Parce que du petit script à l'application complexe complète en passant par les CMS, il y a déjà de quoi faire dans les développements PHP-MySQL tout-faits et prêt à utiliser par un utilisateur de HTML de base.

Personnellement j'utilises des bases de données SQL depuis ds années au quotidien dans plein de domaine sans saisir une ligne de PHP (enfin pas souvent&#8230 ni de SQL (ça jamais !). Mon niveau en PHP est plus que rudimentaire et mon niveau en SQL est actuellement inexistant.

Je ne dis pas qu'il n'est pas intéressant ni utile de s'y former (d'ailleurs j'ai commencé de le faire sérieusement depuis peu) mais je veux juste dire qu'il n'est pas utile de ré-inventer la roue


----------



## viaferrata73 (27 Novembre 2011)

Bonjour Niconemo

Je fais quoi avec la base des données...
Mon souhait est de créer la base de données avec MySQL (recommandé par les forums).

J'ai comparé entre MySQL v5.5.18 et Mamp v2.0.5
Je trouve que MySQL (terminal) m'intéresse mais je suis toujours bloqué par mon manque d'expérience et je n'ai pas toujours réussi à connecter le serveur-local MySQL par le mot de passe.

D'autre part, je suis surpris que votre niveau en SQL est inexistant... comment vous faites pour créer une base de données ?
Merci de m'expliquer.


----------



## koeklin (27 Novembre 2011)

Bonsoir

Bon je pense que la question de Nico est était plus "à quoi va servir cette si petite base de données? "  

Pour le reste si vous avez réellement besoin d'Appache, mySQL, PHPmyadmin, faisons simple pour un débutant : installez MAMP  et vous l'aurez mySQL


----------



## Niconemo (28 Novembre 2011)

> comment vous faites pour créer une base de données ?


J'ai un peu caricaturé mon niveau mais&#8230;

Il n'y a pas besoin d'un bon niveau en langage SQL pour créer une base de donnée mySQL.
Ni pour l'utiliser si on utilise des outils qui le font pour nous.

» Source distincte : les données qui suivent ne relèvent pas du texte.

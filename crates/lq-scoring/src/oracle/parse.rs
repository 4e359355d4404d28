//! Reply parsing for the intent oracle.
//!
//! The model is asked for `{"intent": ..., "reasoning": ...}` but replies are
//! free text: the JSON may be wrapped in prose or markdown fences, or missing.
//! A reply that cannot be validated falls back to a keyword scan.

use serde::Deserialize;
use thiserror::Error;

use lq_protocol::{AiOutcome, AiSource, IntentLabel, UnknownIntent};

/// Explanation attached when the label was guessed from keywords.
pub const KEYWORD_FALLBACK_EXPLANATION: &str =
    "AI response could not be parsed; intent inferred from keywords in the reply.";

/// Explanation attached when the model could not be reached.
pub const UNAVAILABLE_EXPLANATION: &str = "AI service unavailable; defaulting to low intent.";

/// What the oracle learned from one model call, before collapsing into an
/// [`AiOutcome`].
#[derive(Debug, Clone, PartialEq, Eq)]
pub enum Verdict {
    /// Well-formed JSON with a valid label.
    Parsed {
        intent: IntentLabel,
        reasoning: String,
    },
    /// Malformed reply; label from the keyword scan.
    Keywords { intent: IntentLabel },
    /// Transport failure; no reply at all.
    Unavailable,
}

impl Verdict {
    /// Interpret raw reply text.
    pub fn from_reply(raw: &str) -> Self {
        match parse_reply(raw) {
            Ok((intent, reasoning)) => Verdict::Parsed { intent, reasoning },
            Err(e) => {
                let intent = scan_keywords(raw);
                tracing::warn!(error = %e, fallback_intent = %intent, "unparseable AI reply, using keyword fallback");
                Verdict::Keywords { intent }
            }
        }
    }

    pub fn into_outcome(self) -> AiOutcome {
        match self {
            Verdict::Parsed { intent, reasoning } => AiOutcome::new(intent, reasoning, AiSource::Model),
            Verdict::Keywords { intent } => {
                AiOutcome::new(intent, KEYWORD_FALLBACK_EXPLANATION, AiSource::KeywordFallback)
            }
            Verdict::Unavailable => {
                AiOutcome::new(IntentLabel::Low, UNAVAILABLE_EXPLANATION, AiSource::Unavailable)
            }
        }
    }
}

/// Why a reply failed validation.
#[derive(Debug, Error)]
pub enum ReplyError {
    #[error("no JSON object found in reply")]
    NoObject,

    #[error("invalid JSON: {0}")]
    Json(#[from] serde_json::Error),

    #[error("missing field: {0}")]
    MissingField(&'static str),

    #[error(transparent)]
    Intent(#[from] UnknownIntent),
}

/// Expected JSON shape from the LLM.
#[derive(Debug, Deserialize)]
struct RawVerdict {
    intent: Option<String>,
    reasoning: Option<String>,
}

/// Extract and validate the JSON verdict.
pub fn parse_reply(raw: &str) -> Result<(IntentLabel, String), ReplyError> {
    let object = extract_json_object(raw).ok_or(ReplyError::NoObject)?;
    let verdict: RawVerdict = serde_json::from_str(object)?;

    let intent = verdict
        .intent
        .filter(|s| !s.trim().is_empty())
        .ok_or(ReplyError::MissingField("intent"))?;
    let reasoning = verdict
        .reasoning
        .filter(|s| !s.trim().is_empty())
        .ok_or(ReplyError::MissingField("reasoning"))?;

    Ok((intent.trim().parse()?, reasoning.trim().to_string()))
}

/// Return the first balanced `{...}` in `text`.
///
/// Braces inside JSON string literals do not count towards nesting.
pub fn extract_json_object(text: &str) -> Option<&str> {
    let start = text.find('{')?;
    let mut depth = 0usize;
    let mut in_string = false;
    let mut escaped = false;

    for (offset, byte) in text.as_bytes()[start..].iter().enumerate() {
        if in_string {
            match byte {
                _ if escaped => escaped = false,
                b'\\' => escaped = true,
                b'"' => in_string = false,
                _ => {}
            }
            continue;
        }

        match byte {
            b'"' => in_string = true,
            b'{' => depth += 1,
            b'}' => {
                depth -= 1;
                if depth == 0 {
                    return Some(&text[start..=start + offset]);
                }
            }
            _ => {}
        }
    }

    None
}

/// Guess a label from free text: high/strong, then medium/moderate, else Low.
pub fn scan_keywords(raw: &str) -> IntentLabel {
    let lower = raw.to_lowercase();
    if lower.contains("high") || lower.contains("strong") {
        IntentLabel::High
    } else if lower.contains("medium") || lower.contains("moderate") {
        IntentLabel::Medium
    } else {
        IntentLabel::Low
    }
}
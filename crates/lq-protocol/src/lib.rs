pub mod lead;
pub mod profile;
pub mod scoring;
pub mod summary;

pub use lead::*;
pub use profile::*;
pub use scoring::*;
pub use summary::*;
use anyhow::{Context, Result};
use serde::{Deserialize, Serialize};
use std::fs::File;
use std::io::{BufReader, BufWriter};
use std::path::Path;

use crate::model::ArgModel;

#[derive(Debug, Clone, Serialize, Deserialize)]
pub struct ArgParamsFile {
    pub times: Vec<f64>,
    pub popsizes: Vec<f64>,
    pub rho: f64,
    pub mu: f64,
}

pub fn save_params(path: &Path, params: &ArgParamsFile) -> Result<()> {
    let file = File::create(path).with_context(|| format!("failed to create {:?}", path))?;
    let writer = BufWriter::new(file);
    serde_json::to_writer_pretty(writer, params)
        .with_context(|| format!("failed to write {:?}", path))?;
    Ok(())
}

pub fn load_params(path: &Path) -> Result<ArgParamsFile> {
    let file = File::open(path).with_context(|| format!("failed to open {:?}", path))?;
    let reader = BufReader::new(file);
    let params =
        serde_json::from_reader(reader).with_context(|| format!("failed to parse {:?}", path))?;
    Ok(params)
}

pub fn load_model(path: &Path) -> Result<ArgModel> {
    let params = load_params(path)?;
    ArgModel::from_times(params.times, params.popsizes, params.rho, params.mu)
}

En fait il y a deux façon de comprendre l'expression "base de donnée" dans le domaine dont on parle :


 Au niveau technique de base : la base de donnée mySQL brute proprement dite qui est polyvalente et dépend de ce qu'on lui demande de faire via un langage de programmation comme le PHP.
 Au niveau applicatif (dans le langage courant) : un système spécialisé programmé en PHP pour gérer des fiches de donnée (un fichier de recettes, de produits, de contacts, etc.). C'est ce système qui communique avec mySQL, on peut le programmer soi-même en PHP-mySQL ou utiliser une application déjà programmée.
 
J'ai un peu peur qu'il y ait un amalgame, une confusion entre les deux dans votre esprit (ce qui serait normal, même si je peux me tromper). C'est pourquoi je me permet de vous demander ce que vous compter faire de cette base de donnée.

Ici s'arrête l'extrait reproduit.